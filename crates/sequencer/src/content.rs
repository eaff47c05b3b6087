use std::time::{Duration, Instant};

use crate::tween::Easing;

/// Vertical travel of the text block during exit, in logical pixels.
const EXIT_OFFSET: f32 = -24.0;
/// Starting offset of the text block during enter, in logical pixels.
const ENTER_OFFSET: f32 = 32.0;

#[derive(Debug, Clone, Copy, PartialEq, Eq)]
pub enum TextPhase {
    Exit,
    Enter,
    Settled,
}

/// One presentation step of the text block.
#[derive(Debug, Clone, PartialEq)]
pub struct TextFrame {
    pub phase: TextPhase,
    pub opacity: f32,
    pub offset: f32,
    /// Reveal amount for each character of the title, staggered left to right.
    pub glyph_opacity: Vec<f32>,
}

impl TextFrame {
    pub fn settled(title: &str) -> Self {
        Self {
            phase: TextPhase::Settled,
            opacity: 1.0,
            offset: 0.0,
            glyph_opacity: vec![1.0; title.chars().count()],
        }
    }
}

/// Host-provided sink for the title and description of the displayed slide.
pub trait TextSurface {
    fn set_content(&mut self, title: &str, description: &str);
    fn present(&mut self, frame: &TextFrame);
}

#[derive(Debug, Clone, Copy)]
pub struct TextTimings {
    pub exit: Duration,
    pub enter: Duration,
    pub stagger: Duration,
}

#[derive(Debug)]
enum Phase {
    Idle,
    Exit {
        start: Instant,
        title: String,
        description: String,
    },
    Enter {
        start: Instant,
        glyphs: usize,
    },
}

/// Sequences the exit, content replacement and enter animation of the text block.
#[derive(Debug)]
pub struct ContentSync<S> {
    surface: S,
    timings: TextTimings,
    phase: Phase,
}

impl<S: TextSurface> ContentSync<S> {
    pub fn new(surface: S, timings: TextTimings) -> Self {
        Self {
            surface,
            timings,
            phase: Phase::Idle,
        }
    }

    pub fn surface(&self) -> &S {
        &self.surface
    }

    pub fn surface_mut(&mut self) -> &mut S {
        &mut self.surface
    }

    pub fn is_animating(&self) -> bool {
        !matches!(self.phase, Phase::Idle)
    }

    /// Shows content without animating, used for the first slide.
    pub fn set_immediate(&mut self, title: &str, description: &str) {
        self.phase = Phase::Idle;
        self.surface.set_content(title, description);
        self.surface.present(&TextFrame::settled(title));
    }

    /// Starts the exit phase. The new content is applied once the exit has
    /// finished, followed by the enter phase. A swap issued mid-animation
    /// restarts from the exit phase with the newest content.
    pub fn swap_text(&mut self, title: &str, description: &str, now: Instant) {
        self.phase = Phase::Exit {
            start: now,
            title: title.to_owned(),
            description: description.to_owned(),
        };
        self.update(now);
    }

    /// Drives the running animation. Returns true while animating.
    pub fn update(&mut self, now: Instant) -> bool {
        if let Phase::Exit { start, .. } = &self.phase {
            let start = *start;
            let t = fraction(now, start, self.timings.exit);
            if t < 1.0 {
                let eased = Easing::EaseInOut.sample(t);
                self.surface.present(&TextFrame {
                    phase: TextPhase::Exit,
                    opacity: 1.0 - eased,
                    offset: EXIT_OFFSET * eased,
                    glyph_opacity: Vec::new(),
                });
                return true;
            }

            let Phase::Exit {
                title, description, ..
            } = std::mem::replace(&mut self.phase, Phase::Idle)
            else {
                return false;
            };
            self.surface.set_content(&title, &description);
            self.phase = Phase::Enter {
                start: start + self.timings.exit,
                glyphs: title.chars().count(),
            };
        }

        if let Phase::Enter { start, glyphs } = self.phase {
            let frame = self.enter_frame(now, start, glyphs);
            let done = frame.phase == TextPhase::Settled;
            self.surface.present(&frame);
            if done {
                self.phase = Phase::Idle;
            }
            return !done;
        }

        false
    }

    /// Abandons any running animation.
    pub fn cancel(&mut self) {
        self.phase = Phase::Idle;
    }

    fn enter_frame(&self, now: Instant, start: Instant, glyphs: usize) -> TextFrame {
        let t = fraction(now, start, self.timings.enter);
        let eased = Easing::EaseOut.sample(t);
        let elapsed = now.saturating_duration_since(start);
        let glyph_opacity: Vec<f32> = (0..glyphs)
            .map(|i| {
                let delay = self.timings.stagger * i as u32;
                let local = elapsed.saturating_sub(delay);
                Easing::EaseOut.sample(ratio(local, self.timings.enter))
            })
            .collect();
        let settled = t >= 1.0 && glyph_opacity.iter().all(|value| *value >= 1.0);
        TextFrame {
            phase: if settled {
                TextPhase::Settled
            } else {
                TextPhase::Enter
            },
            opacity: eased,
            offset: ENTER_OFFSET * (1.0 - eased),
            glyph_opacity,
        }
    }
}

fn fraction(now: Instant, start: Instant, span: Duration) -> f32 {
    ratio(now.saturating_duration_since(start), span)
}

fn ratio(elapsed: Duration, span: Duration) -> f32 {
    if span.is_zero() {
        return 1.0;
    }
    (elapsed.as_secs_f32() / span.as_secs_f32()).clamp(0.0, 1.0)
}

#[cfg(test)]
pub(crate) mod tests {
    use super::*;

    #[derive(Debug, Default)]
    pub(crate) struct RecordingSurface {
        pub contents: Vec<(String, String)>,
        pub frames: Vec<TextFrame>,
    }

    impl TextSurface for RecordingSurface {
        fn set_content(&mut self, title: &str, description: &str) {
            self.contents.push((title.to_owned(), description.to_owned()));
        }

        fn present(&mut self, frame: &TextFrame) {
            self.frames.push(frame.clone());
        }
    }

    fn timings() -> TextTimings {
        TextTimings {
            exit: Duration::from_millis(300),
            enter: Duration::from_millis(600),
            stagger: Duration::from_millis(20),
        }
    }

    #[test]
    fn content_changes_only_after_exit() {
        let start = Instant::now();
        let mut sync = ContentSync::new(RecordingSurface::default(), timings());
        sync.swap_text("Harbour", "Late sets", start);
        assert!(sync.surface().contents.is_empty());

        sync.update(start + Duration::from_millis(150));
        assert!(sync.surface().contents.is_empty());
        let frame = sync.surface().frames.last().unwrap();
        assert_eq!(frame.phase, TextPhase::Exit);
        assert!(frame.opacity < 1.0 && frame.opacity > 0.0);

        sync.update(start + Duration::from_millis(310));
        assert_eq!(
            sync.surface().contents,
            vec![("Harbour".to_owned(), "Late sets".to_owned())]
        );
        assert_eq!(sync.surface().frames.last().unwrap().phase, TextPhase::Enter);
    }

    #[test]
    fn enter_staggers_glyphs_and_settles() {
        let start = Instant::now();
        let mut sync = ContentSync::new(RecordingSurface::default(), timings());
        sync.swap_text("abc", "", start);

        sync.update(start + Duration::from_millis(400));
        let frame = sync.surface().frames.last().unwrap().clone();
        assert_eq!(frame.glyph_opacity.len(), 3);
        assert!(frame.glyph_opacity[0] > frame.glyph_opacity[1]);
        assert!(frame.glyph_opacity[1] > frame.glyph_opacity[2]);

        // exit + enter + two stagger steps
        assert!(!sync.update(start + Duration::from_millis(940)));
        assert!(!sync.is_animating());
        let last = sync.surface().frames.last().unwrap();
        assert_eq!(last.phase, TextPhase::Settled);
        assert_eq!(last.opacity, 1.0);
    }

    #[test]
    fn late_update_jumps_straight_to_settled() {
        let start = Instant::now();
        let mut sync = ContentSync::new(RecordingSurface::default(), timings());
        sync.swap_text("Rooftop", "", start);
        sync.update(start + Duration::from_secs(10));
        assert_eq!(sync.surface().contents.len(), 1);
        assert_eq!(
            sync.surface().frames.last().unwrap().phase,
            TextPhase::Settled
        );
    }

    #[test]
    fn cancel_stops_without_applying_content() {
        let start = Instant::now();
        let mut sync = ContentSync::new(RecordingSurface::default(), timings());
        sync.swap_text("Rooftop", "", start);
        sync.cancel();
        assert!(!sync.update(start + Duration::from_secs(1)));
        assert!(sync.surface().contents.is_empty());
    }

    #[test]
    fn set_immediate_presents_settled_frame() {
        let mut sync = ContentSync::new(RecordingSurface::default(), timings());
        sync.set_immediate("Opening", "Doors at nine");
        assert_eq!(sync.surface().contents.len(), 1);
        assert_eq!(sync.surface().frames[0], TextFrame::settled("Opening"));
    }
}
//! GPU-free sequencing for the hero slide engine.
//!
//! Everything here takes time as an explicit `Instant`, so hosts drive it from
//! their frame loop and tests drive it with synthetic clocks.

pub mod autoplay;
pub mod content;
pub mod engine;
pub mod navigation;
pub mod pointer;
pub mod slide;
pub mod transition;
pub mod tween;

pub use autoplay::AutoplayScheduler;
pub use content::{ContentSync, TextFrame, TextPhase, TextSurface, TextTimings};
pub use engine::{
    Direction, EngineError, EngineEvent, FrameOutput, FrameParams, SlideEngine,
    TeardownReport,
};
pub use navigation::{Marker, NavigationIndicator, NavigationOutcome};
pub use pointer::{ActivitySmoother, PointerState, PointerTracker};
pub use slide::{slides_from_deck, Slide, SlideLook, Timings};
pub use transition::{
    IgnoreReason, RequestOutcome, TextureSlots, TransitionController, TransitionEvent,
    TransitionState, TransitionUniforms,
};
pub use tween::{Easing, Tween};
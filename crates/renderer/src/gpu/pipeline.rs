use crate::compile::ShaderLibrary;

use super::textures::SlideTexture;

pub(crate) struct PipelineLayouts {
    pub uniform_layout: wgpu::BindGroupLayout,
    pub slide_layout: wgpu::BindGroupLayout,
}

impl PipelineLayouts {
    pub fn new(device: &wgpu::Device) -> Self {
        let uniform_layout = device.create_bind_group_layout(&wgpu::BindGroupLayoutDescriptor {
            label: Some("uniform layout"),
            entries: &[wgpu::BindGroupLayoutEntry {
                binding: 0,
                visibility: wgpu::ShaderStages::VERTEX_FRAGMENT,
                ty: wgpu::BindingType::Buffer {
                    ty: wgpu::BufferBindingType::Uniform,
                    has_dynamic_offset: false,
                    min_binding_size: None,
                },
                count: None,
            }],
        });

        let slide_layout = device.create_bind_group_layout(&wgpu::BindGroupLayoutDescriptor {
            label: Some("slide texture layout"),
            entries: &[
                texture_entry(0),
                sampler_entry(1),
                texture_entry(2),
                sampler_entry(3),
            ],
        });

        Self {
            uniform_layout,
            slide_layout,
        }
    }
}

fn texture_entry(binding: u32) -> wgpu::BindGroupLayoutEntry {
    wgpu::BindGroupLayoutEntry {
        binding,
        visibility: wgpu::ShaderStages::FRAGMENT,
        ty: wgpu::BindingType::Texture {
            sample_type: wgpu::TextureSampleType::Float { filterable: true },
            view_dimension: wgpu::TextureViewDimension::D2,
            multisampled: false,
        },
        count: None,
    }
}

fn sampler_entry(binding: u32) -> wgpu::BindGroupLayoutEntry {
    wgpu::BindGroupLayoutEntry {
        binding,
        visibility: wgpu::ShaderStages::FRAGMENT,
        ty: wgpu::BindingType::Sampler(wgpu::SamplerBindingType::Filtering),
        count: None,
    }
}

/// Binds the outgoing slide to bindings 0/1 and the incoming slide to 2/3.
pub(crate) fn slide_bind_group(
    device: &wgpu::Device,
    layouts: &PipelineLayouts,
    outgoing: &SlideTexture,
    incoming: &SlideTexture,
) -> wgpu::BindGroup {
    device.create_bind_group(&wgpu::BindGroupDescriptor {
        label: Some("slide bind group"),
        layout: &layouts.slide_layout,
        entries: &[
            wgpu::BindGroupEntry {
                binding: 0,
                resource: wgpu::BindingResource::TextureView(&outgoing.view),
            },
            wgpu::BindGroupEntry {
                binding: 1,
                resource: wgpu::BindingResource::Sampler(&outgoing.sampler),
            },
            wgpu::BindGroupEntry {
                binding: 2,
                resource: wgpu::BindingResource::TextureView(&incoming.view),
            },
            wgpu::BindGroupEntry {
                binding: 3,
                resource: wgpu::BindingResource::Sampler(&incoming.sampler),
            },
        ],
    })
}

pub(crate) struct SlidePipeline {
    pub pipeline: wgpu::RenderPipeline,
}

impl SlidePipeline {
    pub fn new(
        device: &wgpu::Device,
        layouts: &PipelineLayouts,
        shaders: &ShaderLibrary,
        surface_format: wgpu::TextureFormat,
        sample_count: u32,
    ) -> Self {
        let vertex_module = shaders.vertex_module(device);
        let fragment_module = shaders.fragment_module(device);

        let pipeline_layout = device.create_pipeline_layout(&wgpu::PipelineLayoutDescriptor {
            label: Some("slide pipeline layout"),
            bind_group_layouts: &[&layouts.uniform_layout, &layouts.slide_layout],
            push_constant_ranges: &[],
        });

        let pipeline = device.create_render_pipeline(&wgpu::RenderPipelineDescriptor {
            label: Some("slide pipeline"),
            layout: Some(&pipeline_layout),
            vertex: wgpu::VertexState {
                module: &vertex_module,
                entry_point: Some("main"),
                buffers: &[],
                compilation_options: wgpu::PipelineCompilationOptions::default(),
            },
            primitive: wgpu::PrimitiveState {
                topology: wgpu::PrimitiveTopology::TriangleList,
                strip_index_format: None,
                front_face: wgpu::FrontFace::Ccw,
                cull_mode: None,
                polygon_mode: wgpu::PolygonMode::Fill,
                unclipped_depth: false,
                conservative: false,
            },
            depth_stencil: None,
            multisample: wgpu::MultisampleState {
                count: sample_count,
                mask: !0,
                alpha_to_coverage_enabled: false,
            },
            fragment: Some(wgpu::FragmentState {
                module: &fragment_module,
                entry_point: Some("main"),
                targets: &[Some(wgpu::ColorTargetState {
                    format: surface_format,
                    blend: Some(wgpu::BlendState::REPLACE),
                    write_mask: wgpu::ColorWrites::ALL,
                })],
                compilation_options: wgpu::PipelineCompilationOptions::default(),
            }),
            multiview: None,
            cache: None,
        });

        Self { pipeline }
    }
}
use raw_window_handle::{HasDisplayHandle, HasWindowHandle};
use wgpu::TextureFormatFeatureFlags;
use winit::dpi::PhysicalSize;

use crate::deps::GpuBackend;
use crate::types::{Antialiasing, ColorSpaceMode};

#[derive(Debug, thiserror::Error)]
pub enum GpuContextError {
    #[error("failed to acquire window handle: {0}")]
    Handle(#[from] raw_window_handle::HandleError),
    #[error("failed to create rendering surface: {0}")]
    Surface(#[from] wgpu::CreateSurfaceError),
    #[error("adapter '{0}' cannot present to this window")]
    UnsupportedSurface(String),
    #[error("surface reports no usable formats")]
    NoSurfaceFormat,
    #[error("GPU max texture dimension is {max}, requested surface is {width}x{height}")]
    SurfaceTooLarge { max: u32, width: u32, height: u32 },
    #[error("failed to create GPU device: {0}")]
    Device(#[from] wgpu::RequestDeviceError),
}

#[derive(Clone, Copy, Debug, PartialEq, Eq)]
pub(crate) enum SurfaceColorSpace {
    Gamma,
    Linear,
}

impl SurfaceColorSpace {
    pub(crate) fn texture_format(self) -> wgpu::TextureFormat {
        match self {
            SurfaceColorSpace::Gamma => wgpu::TextureFormat::Rgba8Unorm,
            SurfaceColorSpace::Linear => wgpu::TextureFormat::Rgba8UnormSrgb,
        }
    }
}

pub(crate) struct GpuContext {
    pub surface: wgpu::Surface<'static>,
    pub device: wgpu::Device,
    pub queue: wgpu::Queue,
    pub config: wgpu::SurfaceConfiguration,
    pub size: PhysicalSize<u32>,
    pub sample_count: u32,
    pub surface_format: wgpu::TextureFormat,
    pub color_space: SurfaceColorSpace,
}

impl GpuContext {
    pub(crate) fn new<T>(
        backend: &GpuBackend,
        target: &T,
        initial_size: PhysicalSize<u32>,
        antialiasing: Antialiasing,
        color_space: ColorSpaceMode,
    ) -> Result<Self, GpuContextError>
    where
        T: HasDisplayHandle + HasWindowHandle,
    {
        let window_handle = target.window_handle()?;
        let display_handle = target.display_handle()?;

        // The window outlives the surface: the host drops GPU state before the window.
        let surface = unsafe {
            backend
                .instance
                .create_surface_unsafe(wgpu::SurfaceTargetUnsafe::RawHandle {
                    raw_display_handle: display_handle.as_raw(),
                    raw_window_handle: window_handle.as_raw(),
                })
        }?;

        let adapter = &backend.adapter;
        if !adapter.is_surface_supported(&surface) {
            return Err(GpuContextError::UnsupportedSurface(
                backend.profile.name.clone(),
            ));
        }

        let limits = adapter.limits();
        let max = limits.max_texture_dimension_2d;
        let width = initial_size.width.max(1);
        let height = initial_size.height.max(1);
        if width > max || height > max {
            return Err(GpuContextError::SurfaceTooLarge { max, width, height });
        }

        let surface_caps = surface.get_capabilities(adapter);
        let fallback = *surface_caps
            .formats
            .first()
            .ok_or(GpuContextError::NoSurfaceFormat)?;
        let color_space = match color_space {
            ColorSpaceMode::Auto | ColorSpaceMode::Gamma => SurfaceColorSpace::Gamma,
            ColorSpaceMode::Linear => SurfaceColorSpace::Linear,
        };
        let want_srgb = color_space == SurfaceColorSpace::Linear;
        let surface_format = surface_caps
            .formats
            .iter()
            .copied()
            .find(|format| format.is_srgb() == want_srgb)
            .unwrap_or_else(|| {
                tracing::warn!(
                    ?fallback,
                    want_srgb,
                    "preferred surface encoding unavailable; using first reported format"
                );
                fallback
            });

        let format_features = adapter.get_texture_format_features(surface_format);
        let mut supported_samples = format_features.flags.supported_sample_counts();
        if !supported_samples.contains(&1) {
            supported_samples.push(1);
        }
        supported_samples.sort_unstable();
        supported_samples.dedup();

        let mut sample_count = match antialiasing {
            Antialiasing::Auto => supported_samples.last().copied().unwrap_or(1).min(4),
            Antialiasing::Off => 1,
            Antialiasing::Samples(requested) => {
                if supported_samples.contains(&requested) {
                    requested
                } else {
                    let fallback = supported_samples
                        .iter()
                        .copied()
                        .filter(|&count| count <= requested)
                        .max()
                        .unwrap_or(1);
                    tracing::warn!(
                        requested,
                        fallback,
                        ?supported_samples,
                        "requested MSAA sample count not supported; falling back"
                    );
                    fallback
                }
            }
        };

        if sample_count > 1
            && !format_features
                .flags
                .contains(TextureFormatFeatureFlags::MULTISAMPLE_RESOLVE)
        {
            tracing::warn!(
                ?surface_format,
                "surface format does not support MSAA resolve; disabling MSAA"
            );
            sample_count = 1;
        }

        if backend.profile.is_software() && sample_count > 1 {
            tracing::warn!(
                sample_count,
                "software rasterizer detected; disabling MSAA for performance"
            );
            sample_count = 1;
        }

        let mut required_features = wgpu::Features::empty();
        if sample_count > 4 {
            required_features |= wgpu::Features::TEXTURE_ADAPTER_SPECIFIC_FORMAT_FEATURES;
        }

        let (device, queue) = pollster::block_on(adapter.request_device(&wgpu::DeviceDescriptor {
            label: Some("heroslide device"),
            required_features,
            required_limits: wgpu::Limits::downlevel_defaults().using_resolution(limits),
            memory_hints: wgpu::MemoryHints::MemoryUsage,
            trace: wgpu::Trace::default(),
        }))?;

        let present_mode = surface_caps
            .present_modes
            .iter()
            .copied()
            .find(|mode| *mode == wgpu::PresentMode::Fifo)
            .unwrap_or(wgpu::PresentMode::AutoVsync);
        let alpha_mode = surface_caps
            .alpha_modes
            .first()
            .copied()
            .unwrap_or(wgpu::CompositeAlphaMode::Auto);

        let size = PhysicalSize::new(width, height);
        let config = wgpu::SurfaceConfiguration {
            usage: wgpu::TextureUsages::RENDER_ATTACHMENT,
            format: surface_format,
            width,
            height,
            present_mode,
            alpha_mode,
            view_formats: vec![],
            desired_maximum_frame_latency: 2,
        };
        surface.configure(&device, &config);
        tracing::debug!(
            ?surface_format,
            sample_count,
            ?present_mode,
            width,
            height,
            "surface configured"
        );

        Ok(Self {
            surface,
            device,
            queue,
            config,
            size,
            sample_count,
            surface_format,
            color_space,
        })
    }

    pub(crate) fn resize(&mut self, new_size: PhysicalSize<u32>) {
        if new_size.width == 0 || new_size.height == 0 {
            return;
        }

        self.size = new_size;
        self.config.width = new_size.width;
        self.config.height = new_size.height;
        self.surface.configure(&self.device, &self.config);
    }
}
-- -- --
Search the material for the word "first" and copy each line where it occurs.

▶ **Reply to the task**
    /// Shows content without animating, used for the first slide.
            .first()
                    "preferred surface encoding unavailable; using first reported format"
            .first()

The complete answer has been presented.